Andrea Carlson, Cara Romero in Pacific Standard Time, CA

Installation view, Scientia Sexualis, Institute of Contemporary Art, Los Angeles, October 5, 2024–March 2, 2025. Photo: Jeff McLane/ICA LA

A landmark arts event explores the intersections between art and science through more than 70 exhibitions in south California, featuring Andrea Carlson and Cara Romero in Los Angeles-based exhibitions as part of PST ART: Art & Science Collide.

Cara Romero’s work Three Sisters is included in Future Imaginaries: Indigenous Art, Fashion, Technology at the Autry Museum of the American West. The exhibition considers the rise of Indigenous Futurisms in contemporary Indigenous art “as a means of enduring colonial trauma, creating alternative futures and advocating for Indigenous technologies in a more inclusive present and sustainable future.” Three Sisters (2022) depicts three women in their respective Native specificities. Romero draws the title and inspiration from what is intertribally known as the three sisters garden. Romero describes the garden as “an example of indigenous science – sometimes called T.E.K. or Traditional Ecological Knowledge – that demonstrates the sophisticated empirical science that has helped tribes live sustainably and in harmony within our environments for thousands of years.” Specific tribal patterns digitally inscribed across the women’s bodies feel wired through time, emitting an aesthetic of futurity.

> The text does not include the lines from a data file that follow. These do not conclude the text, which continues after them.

pub mod loader;
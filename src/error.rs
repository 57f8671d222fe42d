use axum::{
    Json,
    http::StatusCode,
    response::{IntoResponse, Response},
};
use serde::Serialize;
use serde_json::{Value, json};

use crate::infrastructure::backend::BackendError;

#[derive(Serialize)]
struct ErrorBody {
    error: ErrorInfo,
}

#[derive(Serialize)]
struct ErrorInfo {
    code: &'static str,
    message: String,
    details: Value,
}

#[derive(Debug)]
pub enum AppError {
    Validation { message: String, details: Value },
    Unauthorized { message: String, details: Value },
    Forbidden { message: String, details: Value },
    NotFound { message: String, details: Value },
    Internal { message: String, details: Value },
}

impl AppError {
    pub fn bad_request(message: impl Into<String>, details: Value) -> Self {
        Self::Validation {
            message: message.into(),
            details,
        }
    }
    pub fn unauthorized(message: impl Into<String>, details: Value) -> Self {
        Self::Unauthorized {
            message: message.into(),
            details,
        }
    }
    pub fn forbidden(message: impl Into<String>, details: Value) -> Self {
        Self::Forbidden {
            message: message.into(),
            details,
        }
    }
    pub fn not_found(message: impl Into<String>, details: Value) -> Self {
        Self::NotFound {
            message: message.into(),
            details,
        }
    }
    pub fn internal(message: impl Into<String>, details: Value) -> Self {
        Self::Internal {
            message: message.into(),
            details,
        }
    }
}

impl IntoResponse for AppError {
    fn into_response(self) -> Response {
        let (status, code, message, details) = match self {
            AppError::Validation { message, details } => (
                StatusCode::BAD_REQUEST,
                "validation_error",
                message,
                details,
            ),
            AppError::Unauthorized { message, details } => {
                (StatusCode::UNAUTHORIZED, "unauthorized", message, details)
            }
            AppError::Forbidden { message, details } => {
                (StatusCode::FORBIDDEN, "forbidden", message, details)
            }
            AppError::NotFound { message, details } => {
                (StatusCode::NOT_FOUND, "not_found", message, details)
            }
            AppError::Internal { message, details } => (
                StatusCode::INTERNAL_SERVER_ERROR,
                "internal_error",
                message,
                details,
            ),
        };

        let body = ErrorBody {
            error: ErrorInfo {
                code,
                message,
                details,
            },
        };

        (status, Json(body)).into_response()
    }
}

/// Maps a backend failure to the default HTTP error: absence becomes 404,
/// anything else a generic 500. The raw backend error is logged server-side
/// and never echoed to the client.
pub fn map_backend_error(e: BackendError) -> AppError {
    match e {
        BackendError::NotFound(key) => {
            AppError::not_found("Redirect not found", json!({ "from": key }))
        }
        other => {
            tracing::error!(error = %other, "backend request failed");
            AppError::internal("Backend error", json!({}))
        }
    }
}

Andrea Carlson is one of twenty-seven artists included in the group exhibition and catalog, Scientia Sexualis, at The Institute of Contemporary Art. Organizers Jennifer Doyle and Jeanne Vaccaro aim “to examine and reconfigure the relationship between art and science and, in turn, to create an alternative access point to the history of science where sex, gender and pleasure are concerned.” Carlson’s multipanel and multimedia work on paper, Sunshine on a Cannibal (2015) visualizes concepts and constructions of the “other” through practices of cultural cannibalism. Above and below multiple shifting horizon lines, representations of charged imagery commingle and collide in waters and on lands, including Native American petroglyphs, the Tower of Babel, and Yves Kline’s Anthropométries in relation to the title of the Italian exploitation film in which they were appropriated. 

Scientia Sexualis at ICA runs through March 2, 2025 while Future Imaginaries at the Autry Museum of the American West runs through June 21, 2026.